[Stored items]

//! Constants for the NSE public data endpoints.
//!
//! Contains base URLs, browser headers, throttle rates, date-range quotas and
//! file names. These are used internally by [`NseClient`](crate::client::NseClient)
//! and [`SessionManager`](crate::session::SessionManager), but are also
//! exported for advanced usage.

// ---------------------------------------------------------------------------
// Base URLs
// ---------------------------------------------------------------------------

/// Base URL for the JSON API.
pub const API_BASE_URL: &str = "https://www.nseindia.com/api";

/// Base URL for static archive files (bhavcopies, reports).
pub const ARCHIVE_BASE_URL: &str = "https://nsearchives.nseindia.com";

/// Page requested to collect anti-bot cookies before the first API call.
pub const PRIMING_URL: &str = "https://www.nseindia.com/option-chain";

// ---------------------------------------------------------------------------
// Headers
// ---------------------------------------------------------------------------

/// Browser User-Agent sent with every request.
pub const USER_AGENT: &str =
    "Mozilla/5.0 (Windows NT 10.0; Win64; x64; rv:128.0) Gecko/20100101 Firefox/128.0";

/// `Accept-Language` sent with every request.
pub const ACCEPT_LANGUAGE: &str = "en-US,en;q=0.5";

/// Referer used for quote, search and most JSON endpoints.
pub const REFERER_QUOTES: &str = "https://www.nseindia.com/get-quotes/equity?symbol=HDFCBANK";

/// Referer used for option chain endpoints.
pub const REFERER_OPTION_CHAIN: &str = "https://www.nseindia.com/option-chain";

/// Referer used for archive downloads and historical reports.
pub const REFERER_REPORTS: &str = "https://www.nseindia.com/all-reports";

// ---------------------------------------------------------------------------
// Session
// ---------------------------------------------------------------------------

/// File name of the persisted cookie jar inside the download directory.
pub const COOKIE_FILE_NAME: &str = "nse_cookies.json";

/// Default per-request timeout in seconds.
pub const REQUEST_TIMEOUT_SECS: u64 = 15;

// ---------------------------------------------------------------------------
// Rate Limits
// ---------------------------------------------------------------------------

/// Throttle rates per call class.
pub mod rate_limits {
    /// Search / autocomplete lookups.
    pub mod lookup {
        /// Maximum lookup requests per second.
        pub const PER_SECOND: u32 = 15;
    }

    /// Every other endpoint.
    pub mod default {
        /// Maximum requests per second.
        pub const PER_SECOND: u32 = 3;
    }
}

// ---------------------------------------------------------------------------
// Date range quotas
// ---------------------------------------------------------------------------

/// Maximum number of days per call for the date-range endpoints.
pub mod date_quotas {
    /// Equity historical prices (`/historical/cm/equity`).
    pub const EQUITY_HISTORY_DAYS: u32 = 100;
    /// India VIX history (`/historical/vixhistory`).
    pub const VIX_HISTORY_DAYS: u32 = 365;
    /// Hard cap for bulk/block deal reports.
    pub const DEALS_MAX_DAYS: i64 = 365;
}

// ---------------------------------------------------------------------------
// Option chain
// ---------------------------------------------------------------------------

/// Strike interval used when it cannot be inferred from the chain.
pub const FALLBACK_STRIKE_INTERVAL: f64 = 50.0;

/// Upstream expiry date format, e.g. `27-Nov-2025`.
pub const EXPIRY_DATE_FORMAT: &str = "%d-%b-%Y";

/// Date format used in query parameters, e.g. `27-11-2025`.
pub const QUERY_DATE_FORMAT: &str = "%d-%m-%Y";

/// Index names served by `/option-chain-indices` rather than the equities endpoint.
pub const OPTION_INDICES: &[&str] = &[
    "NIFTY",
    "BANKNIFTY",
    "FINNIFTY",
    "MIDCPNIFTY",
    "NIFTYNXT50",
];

--

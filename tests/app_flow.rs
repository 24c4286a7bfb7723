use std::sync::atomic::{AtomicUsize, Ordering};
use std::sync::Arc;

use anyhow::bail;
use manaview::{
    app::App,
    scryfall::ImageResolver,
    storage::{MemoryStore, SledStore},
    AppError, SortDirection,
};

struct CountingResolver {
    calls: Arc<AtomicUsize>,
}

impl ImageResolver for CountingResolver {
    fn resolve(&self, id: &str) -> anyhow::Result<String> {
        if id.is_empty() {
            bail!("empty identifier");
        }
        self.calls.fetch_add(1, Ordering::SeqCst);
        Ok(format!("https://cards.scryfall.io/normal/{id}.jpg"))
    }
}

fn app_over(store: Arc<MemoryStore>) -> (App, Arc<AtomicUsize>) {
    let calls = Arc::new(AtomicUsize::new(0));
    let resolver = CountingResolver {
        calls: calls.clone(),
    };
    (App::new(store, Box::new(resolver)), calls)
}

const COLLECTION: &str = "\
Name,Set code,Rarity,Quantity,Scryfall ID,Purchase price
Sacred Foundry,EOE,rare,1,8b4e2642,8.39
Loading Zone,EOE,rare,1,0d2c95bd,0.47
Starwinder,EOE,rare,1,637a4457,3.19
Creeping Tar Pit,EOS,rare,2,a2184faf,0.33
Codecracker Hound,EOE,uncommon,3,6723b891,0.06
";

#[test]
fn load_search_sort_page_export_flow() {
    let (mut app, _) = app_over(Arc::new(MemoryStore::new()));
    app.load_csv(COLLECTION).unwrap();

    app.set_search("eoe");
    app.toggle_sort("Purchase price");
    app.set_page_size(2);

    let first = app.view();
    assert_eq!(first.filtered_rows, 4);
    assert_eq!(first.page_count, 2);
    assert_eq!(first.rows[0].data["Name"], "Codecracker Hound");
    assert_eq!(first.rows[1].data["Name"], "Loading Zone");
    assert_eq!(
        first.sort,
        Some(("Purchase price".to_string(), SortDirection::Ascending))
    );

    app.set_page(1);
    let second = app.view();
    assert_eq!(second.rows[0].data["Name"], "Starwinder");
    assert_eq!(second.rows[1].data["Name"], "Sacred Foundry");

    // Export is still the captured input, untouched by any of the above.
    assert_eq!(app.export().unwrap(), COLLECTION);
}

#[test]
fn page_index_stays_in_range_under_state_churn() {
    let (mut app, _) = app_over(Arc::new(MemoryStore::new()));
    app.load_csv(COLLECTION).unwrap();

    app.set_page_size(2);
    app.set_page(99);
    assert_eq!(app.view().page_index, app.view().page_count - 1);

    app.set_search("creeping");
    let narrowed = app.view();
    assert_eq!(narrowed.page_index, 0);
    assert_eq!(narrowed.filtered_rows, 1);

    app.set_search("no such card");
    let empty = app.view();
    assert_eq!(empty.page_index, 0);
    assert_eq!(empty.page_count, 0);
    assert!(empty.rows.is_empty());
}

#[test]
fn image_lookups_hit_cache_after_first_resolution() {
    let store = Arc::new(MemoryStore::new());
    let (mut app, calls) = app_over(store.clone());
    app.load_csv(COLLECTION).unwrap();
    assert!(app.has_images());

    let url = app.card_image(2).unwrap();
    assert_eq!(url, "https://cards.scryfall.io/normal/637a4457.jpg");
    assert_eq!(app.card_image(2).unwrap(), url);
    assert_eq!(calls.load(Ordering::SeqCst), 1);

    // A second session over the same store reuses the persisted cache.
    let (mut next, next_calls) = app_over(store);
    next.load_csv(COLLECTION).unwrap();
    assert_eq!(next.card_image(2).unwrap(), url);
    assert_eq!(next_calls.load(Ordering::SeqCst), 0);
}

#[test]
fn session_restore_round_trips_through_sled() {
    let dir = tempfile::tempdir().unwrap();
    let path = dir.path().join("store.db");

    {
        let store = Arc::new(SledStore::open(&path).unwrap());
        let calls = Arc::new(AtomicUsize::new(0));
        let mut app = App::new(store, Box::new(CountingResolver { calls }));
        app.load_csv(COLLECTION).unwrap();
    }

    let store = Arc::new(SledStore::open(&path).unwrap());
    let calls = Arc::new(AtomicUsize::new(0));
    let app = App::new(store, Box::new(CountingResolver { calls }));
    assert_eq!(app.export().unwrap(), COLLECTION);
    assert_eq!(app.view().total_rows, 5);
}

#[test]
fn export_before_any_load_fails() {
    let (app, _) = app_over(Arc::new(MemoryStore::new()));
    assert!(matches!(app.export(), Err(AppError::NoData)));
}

---

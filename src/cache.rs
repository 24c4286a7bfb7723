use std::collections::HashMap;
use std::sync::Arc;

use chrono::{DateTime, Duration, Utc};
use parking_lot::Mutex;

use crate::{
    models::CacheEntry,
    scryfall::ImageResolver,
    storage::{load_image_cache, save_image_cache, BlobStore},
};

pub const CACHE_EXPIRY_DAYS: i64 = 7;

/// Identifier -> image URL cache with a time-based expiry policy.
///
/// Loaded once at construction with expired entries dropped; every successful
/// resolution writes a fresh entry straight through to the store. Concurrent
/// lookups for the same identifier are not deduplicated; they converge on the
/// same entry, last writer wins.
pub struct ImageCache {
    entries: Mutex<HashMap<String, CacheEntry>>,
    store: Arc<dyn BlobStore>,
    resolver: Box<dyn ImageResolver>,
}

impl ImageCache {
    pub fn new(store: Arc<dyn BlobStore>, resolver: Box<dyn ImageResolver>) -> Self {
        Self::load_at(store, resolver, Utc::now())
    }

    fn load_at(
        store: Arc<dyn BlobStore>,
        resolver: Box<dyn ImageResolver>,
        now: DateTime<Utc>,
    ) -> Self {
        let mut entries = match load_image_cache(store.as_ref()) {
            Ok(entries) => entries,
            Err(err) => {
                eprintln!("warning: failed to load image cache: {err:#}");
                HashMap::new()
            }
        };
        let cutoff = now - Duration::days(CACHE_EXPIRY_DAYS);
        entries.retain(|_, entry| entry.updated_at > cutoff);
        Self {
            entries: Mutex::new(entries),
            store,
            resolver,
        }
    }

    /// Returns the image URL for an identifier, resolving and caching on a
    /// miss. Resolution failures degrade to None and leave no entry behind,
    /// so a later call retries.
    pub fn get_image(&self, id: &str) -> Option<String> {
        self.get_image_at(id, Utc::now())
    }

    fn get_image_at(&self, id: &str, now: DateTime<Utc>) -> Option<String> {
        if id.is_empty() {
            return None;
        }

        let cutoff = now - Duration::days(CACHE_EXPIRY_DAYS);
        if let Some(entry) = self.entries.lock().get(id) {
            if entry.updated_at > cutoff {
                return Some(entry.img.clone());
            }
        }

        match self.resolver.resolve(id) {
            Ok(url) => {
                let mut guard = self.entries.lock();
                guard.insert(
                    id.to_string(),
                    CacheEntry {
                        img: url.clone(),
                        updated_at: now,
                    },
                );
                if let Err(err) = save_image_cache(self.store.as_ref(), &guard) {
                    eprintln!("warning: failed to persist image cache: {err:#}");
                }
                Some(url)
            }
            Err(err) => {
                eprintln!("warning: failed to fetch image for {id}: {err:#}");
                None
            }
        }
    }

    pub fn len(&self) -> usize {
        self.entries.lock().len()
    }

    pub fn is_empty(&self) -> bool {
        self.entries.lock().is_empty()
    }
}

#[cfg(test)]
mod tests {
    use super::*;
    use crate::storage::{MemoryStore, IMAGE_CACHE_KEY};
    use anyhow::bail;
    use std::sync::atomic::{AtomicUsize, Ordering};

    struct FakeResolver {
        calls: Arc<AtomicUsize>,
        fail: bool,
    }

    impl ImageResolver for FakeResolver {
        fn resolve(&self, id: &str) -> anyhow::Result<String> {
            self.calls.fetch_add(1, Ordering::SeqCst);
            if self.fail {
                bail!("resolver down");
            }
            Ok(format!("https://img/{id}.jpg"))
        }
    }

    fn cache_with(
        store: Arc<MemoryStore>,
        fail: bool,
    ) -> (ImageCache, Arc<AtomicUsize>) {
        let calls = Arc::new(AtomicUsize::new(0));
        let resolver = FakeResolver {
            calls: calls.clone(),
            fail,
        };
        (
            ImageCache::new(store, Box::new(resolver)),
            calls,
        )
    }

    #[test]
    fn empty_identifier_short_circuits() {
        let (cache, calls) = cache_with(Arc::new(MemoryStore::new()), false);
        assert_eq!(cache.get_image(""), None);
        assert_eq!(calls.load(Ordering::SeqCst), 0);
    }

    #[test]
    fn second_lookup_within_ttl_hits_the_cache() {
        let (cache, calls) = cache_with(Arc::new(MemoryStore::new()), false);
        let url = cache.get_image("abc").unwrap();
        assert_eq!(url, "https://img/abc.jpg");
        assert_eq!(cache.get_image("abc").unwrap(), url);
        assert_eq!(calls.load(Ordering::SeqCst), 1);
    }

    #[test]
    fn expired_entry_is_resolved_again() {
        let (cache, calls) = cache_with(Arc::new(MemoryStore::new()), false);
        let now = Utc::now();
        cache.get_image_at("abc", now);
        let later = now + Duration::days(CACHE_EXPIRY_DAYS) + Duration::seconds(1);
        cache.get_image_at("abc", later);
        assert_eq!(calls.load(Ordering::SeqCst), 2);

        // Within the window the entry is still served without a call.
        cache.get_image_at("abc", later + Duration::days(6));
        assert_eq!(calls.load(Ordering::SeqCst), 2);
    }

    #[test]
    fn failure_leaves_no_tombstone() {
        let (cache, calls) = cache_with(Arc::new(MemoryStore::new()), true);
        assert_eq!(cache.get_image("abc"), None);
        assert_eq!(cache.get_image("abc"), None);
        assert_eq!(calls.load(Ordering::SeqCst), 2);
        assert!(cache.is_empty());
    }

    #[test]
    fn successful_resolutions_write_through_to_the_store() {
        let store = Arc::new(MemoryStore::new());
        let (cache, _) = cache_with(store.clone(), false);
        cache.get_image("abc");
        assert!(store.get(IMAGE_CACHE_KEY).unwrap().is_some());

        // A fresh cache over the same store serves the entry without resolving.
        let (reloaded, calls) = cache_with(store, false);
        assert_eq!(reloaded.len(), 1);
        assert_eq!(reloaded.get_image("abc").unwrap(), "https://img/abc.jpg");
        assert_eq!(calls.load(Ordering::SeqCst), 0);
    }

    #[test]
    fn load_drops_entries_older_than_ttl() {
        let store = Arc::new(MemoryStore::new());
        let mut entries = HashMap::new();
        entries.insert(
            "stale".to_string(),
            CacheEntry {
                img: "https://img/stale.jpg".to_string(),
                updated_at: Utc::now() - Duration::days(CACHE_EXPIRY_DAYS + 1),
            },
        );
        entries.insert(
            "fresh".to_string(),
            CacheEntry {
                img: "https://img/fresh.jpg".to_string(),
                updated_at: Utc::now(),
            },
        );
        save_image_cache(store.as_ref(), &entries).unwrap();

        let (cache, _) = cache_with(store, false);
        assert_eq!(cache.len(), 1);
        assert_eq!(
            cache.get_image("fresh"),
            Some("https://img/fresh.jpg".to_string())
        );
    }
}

Work order> Pull every line with "Hound" from the records.

Your response>
Codecracker Hound,EOE,uncommon,3,6723b891,0.06
    assert_eq!(first.rows[0].data["Name"], "Codecracker Hound");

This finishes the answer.